Luigi's Rollickin' Roadsters is a trackless dancing cars ride located in Cars Land at Disney California Adventure. The attraction, which opened on March 7, 2016, features Luigi, the Italian roadster who runs the Casa Della Tires shop in Radiator Springs.

The attraction is the first at the Disneyland Resort to use a trackless ride system.
Other ride systems in Disney Parks that use trackless technology include The Twilight Zone Tower of Terror in Walt Disney World, Pooh's Hunny Hunt and Aquatopia in Tokyo Disney Resort, Mystic Manor in Hong Kong Disneyland, and Ratatouille in Disneyland Paris.

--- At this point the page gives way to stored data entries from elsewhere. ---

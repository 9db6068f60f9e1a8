use std::collections::HashMap;

use async_trait::async_trait;
use redis::AsyncCommands;
use redis::aio::ConnectionManager;
use tokio::sync::OnceCell;
use tracing::{debug, error, trace};

use crate::errors::{Result, TinylinkError};
use crate::storage::models::fields;
use crate::storage::{UrlRecord, UrlStore};

/// KEYS[1] = record key, ARGV[1] = expiration, ARGV[2..] = field/value pairs.
/// Returns 0 if the key already exists, 1 once written.
///
/// The expiration is checked before any write, and the hash is deleted again
/// if `EXPIREAT` fails, so a record never outlives its TTL.
const CREATE_SCRIPT: &str = r#"
local expiration = tonumber(ARGV[1])
if expiration == nil or expiration < 0 then
  return redis.error_reply('invalid expiration ' .. ARGV[1])
end
if redis.call('EXISTS', KEYS[1]) == 1 then
  return 0
end
redis.call('HSET', KEYS[1], unpack(ARGV, 2))
if expiration > 0 then
  local ok = redis.pcall('EXPIREAT', KEYS[1], ARGV[1])
  if type(ok) == 'table' and ok.err then
    redis.call('DEL', KEYS[1])
    return redis.error_reply(ok.err)
  end
end
return 1
"#;

/// KEYS[1] = record key, ARGV[1] = counter field.
/// Returns -1 if the key is gone, otherwise the new counter value.
const INCREMENT_SCRIPT: &str = r#"
if redis.call('EXISTS', KEYS[1]) == 0 then
  return -1
end
return redis.call('HINCRBY', KEYS[1], ARGV[1], 1)
"#;

/// Redis-backed URL table.
///
/// Each record is a hash at `{key_prefix}{shortCode}`. Records with a non-zero
/// expiration get `EXPIREAT`, so Redis itself deletes them.
pub struct RedisStore {
    client: redis::Client,
    /// 首次使用时建立，之后复用
    connection: OnceCell<ConnectionManager>,
    key_prefix: String,
    create_script: redis::Script,
    increment_script: redis::Script,
}

impl RedisStore {
    /// Parse the connection URL. No connection is made until the first operation.
    pub fn new(url: &str, key_prefix: &str) -> Result<Self> {
        let client = redis::Client::open(url).map_err(|e| {
            TinylinkError::store_connection(format!("Invalid Redis URL '{}': {}", url, e))
        })?;

        debug!("RedisStore created with prefix: '{}'", key_prefix);

        Ok(Self {
            client,
            connection: OnceCell::new(),
            key_prefix: key_prefix.to_string(),
            create_script: redis::Script::new(CREATE_SCRIPT),
            increment_script: redis::Script::new(INCREMENT_SCRIPT),
        })
    }

    async fn connection(&self) -> redis::RedisResult<ConnectionManager> {
        let conn = self
            .connection
            .get_or_try_init(|| async {
                let conn = ConnectionManager::new(self.client.clone()).await?;
                debug!("Redis connection established");
                Ok::<_, redis::RedisError>(conn)
            })
            .await?;
        Ok(conn.clone())
    }

    fn make_key(&self, code: &str) -> String {
        format!("{}{}", self.key_prefix, code)
    }
}

/// `ARGV` for [`CREATE_SCRIPT`]: the expiration, then the hash field/value pairs.
pub(crate) fn create_args(record: &UrlRecord) -> Vec<String> {
    let mut args = vec![record.expiration.to_string()];
    for (field, value) in to_hash_fields(record) {
        args.push(field.to_string());
        args.push(value);
    }
    args
}

/// Field/value pairs written for a record.
pub(crate) fn to_hash_fields(record: &UrlRecord) -> Vec<(&'static str, String)> {
    vec![
        (fields::SHORT_CODE, record.short_code.clone()),
        (fields::ORIGINAL_URL, record.original_url.clone()),
        (fields::CREATED_AT, record.created_at.clone()),
        (fields::EXPIRATION, record.expiration.to_string()),
        (fields::CLICK_COUNT, record.click_count.to_string()),
    ]
}

/// Rebuild a record from an `HGETALL` reply.
pub(crate) fn from_hash_fields(code: &str, mut map: HashMap<String, String>) -> Result<UrlRecord> {
    let mut take = |field: &str| {
        map.remove(field).ok_or_else(|| {
            TinylinkError::store_read(format!(
                "Record '{}' is missing attribute '{}'",
                code, field
            ))
        })
    };

    let short_code = take(fields::SHORT_CODE)?;
    let original_url = take(fields::ORIGINAL_URL)?;
    let created_at = take(fields::CREATED_AT)?;
    let expiration = take(fields::EXPIRATION)?;
    let click_count = take(fields::CLICK_COUNT)?;

    Ok(UrlRecord {
        short_code,
        original_url,
        created_at,
        expiration: expiration.parse().map_err(|e| {
            TinylinkError::store_read(format!("Record '{}' has bad expiration: {}", code, e))
        })?,
        click_count: click_count.parse().map_err(|e| {
            TinylinkError::store_read(format!("Record '{}' has bad clickCount: {}", code, e))
        })?,
    })
}

#[async_trait]
impl UrlStore for RedisStore {
    async fn create(&self, record: &UrlRecord) -> Result<()> {
        let key = self.make_key(&record.short_code);
        let mut conn = self.connection().await.map_err(|e| {
            error!("Failed to get Redis connection: {}", e);
            TinylinkError::store_write(format!("Redis connection failed: {}", e))
        })?;

        let mut invocation = self.create_script.key(&key);
        for arg in create_args(record) {
            invocation.arg(arg);
        }

        let created: i64 = invocation.invoke_async(&mut conn).await.map_err(|e| {
            error!("Failed to create '{}' in Redis: {}", record.short_code, e);
            TinylinkError::store_write(format!("Failed to create short URL: {}", e))
        })?;

        if created == 0 {
            return Err(TinylinkError::code_conflict(format!(
                "Short code '{}' already exists",
                record.short_code
            )));
        }

        trace!("RedisStore: created {}", key);
        Ok(())
    }

    async fn get(&self, code: &str) -> Result<UrlRecord> {
        let key = self.make_key(code);
        let mut conn = self.connection().await.map_err(|e| {
            error!("Failed to get Redis connection: {}", e);
            TinylinkError::store_read(format!("Redis connection failed: {}", e))
        })?;

        let map: HashMap<String, String> = conn.hgetall(&key).await.map_err(|e| {
            error!("Failed to read '{}' from Redis: {}", code, e);
            TinylinkError::store_read(format!("Failed to retrieve URL: {}", e))
        })?;

        if map.is_empty() {
            trace!("RedisStore: key not found: {}", key);
            return Err(TinylinkError::not_found("URL not found"));
        }

        from_hash_fields(code, map)
    }

    async fn increment_clicks(&self, code: &str) -> Result<()> {
        let key = self.make_key(code);
        let mut conn = self.connection().await.map_err(|e| {
            error!("Failed to get Redis connection: {}", e);
            TinylinkError::store_write(format!("Redis connection failed: {}", e))
        })?;

        let clicks: i64 = self
            .increment_script
            .key(&key)
            .arg(fields::CLICK_COUNT)
            .invoke_async(&mut conn)
            .await
            .map_err(|e| {
                error!("Failed to increment clicks for '{}': {}", code, e);
                TinylinkError::store_write(format!("Failed to increment click count: {}", e))
            })?;

        if clicks < 0 {
            return Err(TinylinkError::not_found("URL not found"));
        }

        trace!("RedisStore: {} now has {} clicks", code, clicks);
        Ok(())
    }

    fn backend_name(&self) -> &'static str {
        "redis"
    }
}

The attraction replaced Luigi's Flying Tires, which was inspired by Disneyland's Flying Saucers attraction from the 1960s.

Description 
Luigi has invited his cousins from Carsoli, Italy, to Radiator Springs for a dance festival in the tire yard behind his Casa Della Tires shop. Guests ride in the car vehicles as they move and spin to Italian music.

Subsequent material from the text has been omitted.